BEGIN Records for the task

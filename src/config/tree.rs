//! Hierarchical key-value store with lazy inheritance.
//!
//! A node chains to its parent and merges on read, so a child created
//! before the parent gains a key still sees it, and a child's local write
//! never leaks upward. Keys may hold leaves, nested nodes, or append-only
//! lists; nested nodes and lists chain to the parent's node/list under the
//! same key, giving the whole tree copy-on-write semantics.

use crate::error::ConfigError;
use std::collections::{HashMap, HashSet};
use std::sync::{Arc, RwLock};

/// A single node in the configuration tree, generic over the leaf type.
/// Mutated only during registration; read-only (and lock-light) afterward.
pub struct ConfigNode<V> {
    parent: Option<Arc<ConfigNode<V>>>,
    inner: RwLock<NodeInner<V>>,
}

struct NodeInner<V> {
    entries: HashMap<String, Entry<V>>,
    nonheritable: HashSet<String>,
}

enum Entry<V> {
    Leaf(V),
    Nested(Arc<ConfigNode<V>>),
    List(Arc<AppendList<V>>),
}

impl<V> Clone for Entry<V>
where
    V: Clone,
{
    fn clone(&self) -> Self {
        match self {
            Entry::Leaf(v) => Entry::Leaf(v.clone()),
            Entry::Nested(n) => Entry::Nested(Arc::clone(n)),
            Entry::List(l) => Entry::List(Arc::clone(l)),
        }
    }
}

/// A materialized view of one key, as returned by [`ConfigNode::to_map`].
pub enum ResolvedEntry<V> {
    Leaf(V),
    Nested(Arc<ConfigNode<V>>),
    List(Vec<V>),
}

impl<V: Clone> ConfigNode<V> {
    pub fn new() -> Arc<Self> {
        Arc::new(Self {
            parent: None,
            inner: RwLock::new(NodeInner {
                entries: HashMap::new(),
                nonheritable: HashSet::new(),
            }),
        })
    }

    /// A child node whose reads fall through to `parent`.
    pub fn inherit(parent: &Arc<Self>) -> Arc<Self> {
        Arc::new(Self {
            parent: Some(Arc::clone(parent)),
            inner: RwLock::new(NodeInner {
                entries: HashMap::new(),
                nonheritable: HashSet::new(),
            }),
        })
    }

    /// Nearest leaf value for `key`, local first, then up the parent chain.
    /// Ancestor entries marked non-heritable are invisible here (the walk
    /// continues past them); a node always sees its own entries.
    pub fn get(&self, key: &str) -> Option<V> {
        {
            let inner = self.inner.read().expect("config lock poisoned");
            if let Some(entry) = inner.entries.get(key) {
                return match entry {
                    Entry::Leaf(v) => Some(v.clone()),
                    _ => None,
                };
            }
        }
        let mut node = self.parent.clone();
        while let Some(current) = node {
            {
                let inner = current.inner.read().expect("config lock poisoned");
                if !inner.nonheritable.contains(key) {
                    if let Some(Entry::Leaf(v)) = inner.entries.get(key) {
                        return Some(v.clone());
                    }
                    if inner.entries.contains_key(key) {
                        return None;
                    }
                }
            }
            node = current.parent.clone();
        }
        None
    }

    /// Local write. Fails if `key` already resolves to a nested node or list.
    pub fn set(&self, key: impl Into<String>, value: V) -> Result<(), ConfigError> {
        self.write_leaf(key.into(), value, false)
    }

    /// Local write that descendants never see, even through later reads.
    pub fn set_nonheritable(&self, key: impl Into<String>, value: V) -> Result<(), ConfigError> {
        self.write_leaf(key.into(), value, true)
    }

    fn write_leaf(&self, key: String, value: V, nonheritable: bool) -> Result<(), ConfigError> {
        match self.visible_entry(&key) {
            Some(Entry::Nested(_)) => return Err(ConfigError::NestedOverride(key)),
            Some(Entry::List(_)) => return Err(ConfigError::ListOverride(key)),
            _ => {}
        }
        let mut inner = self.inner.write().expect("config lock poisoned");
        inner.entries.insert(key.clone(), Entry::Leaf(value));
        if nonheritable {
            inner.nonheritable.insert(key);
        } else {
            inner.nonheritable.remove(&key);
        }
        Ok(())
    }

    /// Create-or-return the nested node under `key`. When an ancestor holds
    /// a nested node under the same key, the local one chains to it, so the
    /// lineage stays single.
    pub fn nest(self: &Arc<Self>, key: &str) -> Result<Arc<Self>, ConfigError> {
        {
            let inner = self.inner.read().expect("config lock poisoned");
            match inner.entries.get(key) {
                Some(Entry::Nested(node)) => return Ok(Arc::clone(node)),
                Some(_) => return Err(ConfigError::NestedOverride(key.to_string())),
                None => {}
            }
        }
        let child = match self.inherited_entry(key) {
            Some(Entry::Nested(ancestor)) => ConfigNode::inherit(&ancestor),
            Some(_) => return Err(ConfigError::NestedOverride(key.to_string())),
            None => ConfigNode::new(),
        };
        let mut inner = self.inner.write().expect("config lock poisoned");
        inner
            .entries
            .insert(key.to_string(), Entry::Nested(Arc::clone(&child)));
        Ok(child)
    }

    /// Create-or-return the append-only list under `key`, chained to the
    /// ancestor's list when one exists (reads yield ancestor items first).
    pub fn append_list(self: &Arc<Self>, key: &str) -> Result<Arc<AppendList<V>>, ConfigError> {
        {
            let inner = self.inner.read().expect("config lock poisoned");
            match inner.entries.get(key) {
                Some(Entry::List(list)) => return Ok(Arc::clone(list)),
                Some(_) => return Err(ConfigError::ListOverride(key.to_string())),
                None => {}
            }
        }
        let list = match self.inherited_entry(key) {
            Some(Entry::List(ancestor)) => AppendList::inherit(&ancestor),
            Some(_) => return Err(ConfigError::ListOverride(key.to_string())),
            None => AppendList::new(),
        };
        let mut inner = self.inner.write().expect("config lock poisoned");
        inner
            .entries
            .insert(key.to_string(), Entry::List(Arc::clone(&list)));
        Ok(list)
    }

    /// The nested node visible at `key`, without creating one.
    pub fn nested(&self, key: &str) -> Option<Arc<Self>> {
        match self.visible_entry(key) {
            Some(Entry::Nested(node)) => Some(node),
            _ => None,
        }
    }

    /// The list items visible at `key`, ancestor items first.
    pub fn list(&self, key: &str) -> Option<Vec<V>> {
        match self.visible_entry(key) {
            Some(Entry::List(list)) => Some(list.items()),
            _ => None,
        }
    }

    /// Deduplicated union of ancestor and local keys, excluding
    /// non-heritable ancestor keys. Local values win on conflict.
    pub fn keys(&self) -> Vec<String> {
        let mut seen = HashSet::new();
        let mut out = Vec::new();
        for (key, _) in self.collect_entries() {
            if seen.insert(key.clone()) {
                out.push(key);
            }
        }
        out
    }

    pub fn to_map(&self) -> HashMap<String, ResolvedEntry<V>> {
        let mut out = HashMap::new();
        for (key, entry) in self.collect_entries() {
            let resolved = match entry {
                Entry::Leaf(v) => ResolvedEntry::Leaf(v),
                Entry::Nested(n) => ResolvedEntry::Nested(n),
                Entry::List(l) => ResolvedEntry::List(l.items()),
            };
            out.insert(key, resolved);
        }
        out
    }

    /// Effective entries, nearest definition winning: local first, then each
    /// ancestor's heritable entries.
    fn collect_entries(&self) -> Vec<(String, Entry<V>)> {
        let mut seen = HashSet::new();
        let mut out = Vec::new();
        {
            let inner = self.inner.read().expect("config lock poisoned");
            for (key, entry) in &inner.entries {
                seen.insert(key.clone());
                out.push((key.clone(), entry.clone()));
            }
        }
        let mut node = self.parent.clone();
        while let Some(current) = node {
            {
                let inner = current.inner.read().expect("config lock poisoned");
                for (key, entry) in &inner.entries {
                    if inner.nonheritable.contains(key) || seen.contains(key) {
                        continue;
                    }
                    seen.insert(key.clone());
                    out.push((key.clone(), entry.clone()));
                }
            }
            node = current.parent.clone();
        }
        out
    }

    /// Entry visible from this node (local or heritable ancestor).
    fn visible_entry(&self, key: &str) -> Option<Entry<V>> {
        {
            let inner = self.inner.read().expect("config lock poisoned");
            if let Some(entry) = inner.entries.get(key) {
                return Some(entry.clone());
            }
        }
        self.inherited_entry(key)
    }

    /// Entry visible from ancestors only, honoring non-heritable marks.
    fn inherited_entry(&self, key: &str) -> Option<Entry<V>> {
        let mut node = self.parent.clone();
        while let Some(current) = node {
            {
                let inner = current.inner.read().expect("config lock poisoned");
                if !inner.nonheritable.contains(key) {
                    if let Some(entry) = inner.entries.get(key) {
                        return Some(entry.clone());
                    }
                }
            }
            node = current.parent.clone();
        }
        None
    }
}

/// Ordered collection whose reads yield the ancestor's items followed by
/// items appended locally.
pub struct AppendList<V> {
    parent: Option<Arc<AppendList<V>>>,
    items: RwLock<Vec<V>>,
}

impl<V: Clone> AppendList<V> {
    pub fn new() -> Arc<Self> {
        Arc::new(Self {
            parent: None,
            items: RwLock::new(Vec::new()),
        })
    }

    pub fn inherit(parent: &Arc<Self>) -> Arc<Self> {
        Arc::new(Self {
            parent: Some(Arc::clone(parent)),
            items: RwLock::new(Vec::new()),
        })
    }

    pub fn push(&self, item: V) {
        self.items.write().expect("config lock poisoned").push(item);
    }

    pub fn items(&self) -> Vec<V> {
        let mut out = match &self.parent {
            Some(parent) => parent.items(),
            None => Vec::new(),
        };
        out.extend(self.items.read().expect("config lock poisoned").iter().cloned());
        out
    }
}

END Records for the task
BEGIN Records for the task

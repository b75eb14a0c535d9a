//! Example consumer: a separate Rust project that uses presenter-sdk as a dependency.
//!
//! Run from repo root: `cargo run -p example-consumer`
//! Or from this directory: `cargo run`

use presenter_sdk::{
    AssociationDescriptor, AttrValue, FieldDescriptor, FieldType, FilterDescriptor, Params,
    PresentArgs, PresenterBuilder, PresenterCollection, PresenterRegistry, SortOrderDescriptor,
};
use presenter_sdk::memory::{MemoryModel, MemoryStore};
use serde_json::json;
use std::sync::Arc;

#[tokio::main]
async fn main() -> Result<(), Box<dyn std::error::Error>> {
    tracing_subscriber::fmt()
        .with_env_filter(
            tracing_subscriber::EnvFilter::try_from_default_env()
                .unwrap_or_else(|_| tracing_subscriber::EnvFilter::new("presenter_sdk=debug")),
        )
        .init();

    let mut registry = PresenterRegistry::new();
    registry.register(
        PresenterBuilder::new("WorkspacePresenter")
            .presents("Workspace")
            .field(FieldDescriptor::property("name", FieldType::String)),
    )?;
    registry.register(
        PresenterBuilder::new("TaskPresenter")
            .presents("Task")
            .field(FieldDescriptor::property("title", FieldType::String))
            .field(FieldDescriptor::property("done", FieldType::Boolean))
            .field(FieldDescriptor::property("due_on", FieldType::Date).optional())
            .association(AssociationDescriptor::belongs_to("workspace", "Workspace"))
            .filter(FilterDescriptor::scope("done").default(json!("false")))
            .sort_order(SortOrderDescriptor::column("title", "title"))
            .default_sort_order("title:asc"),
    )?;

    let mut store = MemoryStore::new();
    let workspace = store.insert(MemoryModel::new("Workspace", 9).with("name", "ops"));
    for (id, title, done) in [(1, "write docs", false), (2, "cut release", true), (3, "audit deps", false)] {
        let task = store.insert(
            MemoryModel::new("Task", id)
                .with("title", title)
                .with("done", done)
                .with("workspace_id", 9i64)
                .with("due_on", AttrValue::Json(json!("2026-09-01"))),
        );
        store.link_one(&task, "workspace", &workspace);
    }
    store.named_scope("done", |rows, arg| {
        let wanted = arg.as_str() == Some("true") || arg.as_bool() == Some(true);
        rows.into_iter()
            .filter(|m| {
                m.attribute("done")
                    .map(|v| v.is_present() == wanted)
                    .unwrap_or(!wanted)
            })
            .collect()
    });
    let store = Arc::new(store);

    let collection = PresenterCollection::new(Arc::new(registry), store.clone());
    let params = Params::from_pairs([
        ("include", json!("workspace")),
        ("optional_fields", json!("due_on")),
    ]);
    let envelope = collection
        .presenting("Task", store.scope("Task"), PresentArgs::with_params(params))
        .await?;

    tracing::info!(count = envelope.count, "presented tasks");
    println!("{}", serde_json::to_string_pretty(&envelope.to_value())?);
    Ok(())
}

END Records for the task
BEGIN Records for the task

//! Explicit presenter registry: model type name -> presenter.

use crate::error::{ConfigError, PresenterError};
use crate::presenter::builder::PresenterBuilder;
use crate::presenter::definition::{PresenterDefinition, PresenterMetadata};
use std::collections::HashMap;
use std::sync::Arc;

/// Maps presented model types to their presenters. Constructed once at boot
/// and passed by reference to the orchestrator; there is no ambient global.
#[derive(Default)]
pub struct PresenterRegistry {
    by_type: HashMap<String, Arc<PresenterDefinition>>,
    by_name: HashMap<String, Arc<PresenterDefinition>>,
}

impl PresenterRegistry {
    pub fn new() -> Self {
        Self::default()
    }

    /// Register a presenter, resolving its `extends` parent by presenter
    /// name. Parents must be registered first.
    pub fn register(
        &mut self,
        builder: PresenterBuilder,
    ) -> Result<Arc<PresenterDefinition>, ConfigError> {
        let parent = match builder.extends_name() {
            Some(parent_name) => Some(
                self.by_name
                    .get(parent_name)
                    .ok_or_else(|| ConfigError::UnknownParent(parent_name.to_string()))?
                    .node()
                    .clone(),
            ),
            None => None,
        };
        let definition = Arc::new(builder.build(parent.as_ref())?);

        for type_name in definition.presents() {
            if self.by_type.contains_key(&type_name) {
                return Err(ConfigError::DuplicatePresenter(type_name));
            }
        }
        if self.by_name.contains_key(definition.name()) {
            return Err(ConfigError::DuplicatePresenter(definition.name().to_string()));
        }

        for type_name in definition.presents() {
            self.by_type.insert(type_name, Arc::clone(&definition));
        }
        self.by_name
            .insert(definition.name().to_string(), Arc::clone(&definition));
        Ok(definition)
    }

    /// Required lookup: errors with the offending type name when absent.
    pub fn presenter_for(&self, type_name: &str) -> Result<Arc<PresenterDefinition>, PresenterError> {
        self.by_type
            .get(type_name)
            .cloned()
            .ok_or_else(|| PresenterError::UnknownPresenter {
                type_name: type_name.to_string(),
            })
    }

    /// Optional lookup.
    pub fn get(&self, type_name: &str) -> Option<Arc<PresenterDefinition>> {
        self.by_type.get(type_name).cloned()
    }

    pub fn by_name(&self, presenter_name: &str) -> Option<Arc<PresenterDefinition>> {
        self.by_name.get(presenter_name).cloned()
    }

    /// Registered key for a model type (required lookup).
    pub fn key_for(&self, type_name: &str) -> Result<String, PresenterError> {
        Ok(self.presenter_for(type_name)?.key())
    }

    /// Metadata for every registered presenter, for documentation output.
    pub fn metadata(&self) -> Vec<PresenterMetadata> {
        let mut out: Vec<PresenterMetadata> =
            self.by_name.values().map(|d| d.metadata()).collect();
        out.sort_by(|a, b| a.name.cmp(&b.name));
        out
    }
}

END Records for the task

Assigned task
Check the lines above and copy each one that includes "PresenterRegistry".

Completed task
    PresentArgs, PresenterBuilder, PresenterCollection, PresenterRegistry, SortOrderDescriptor,
    let mut registry = PresenterRegistry::new();
pub struct PresenterRegistry {
impl PresenterRegistry {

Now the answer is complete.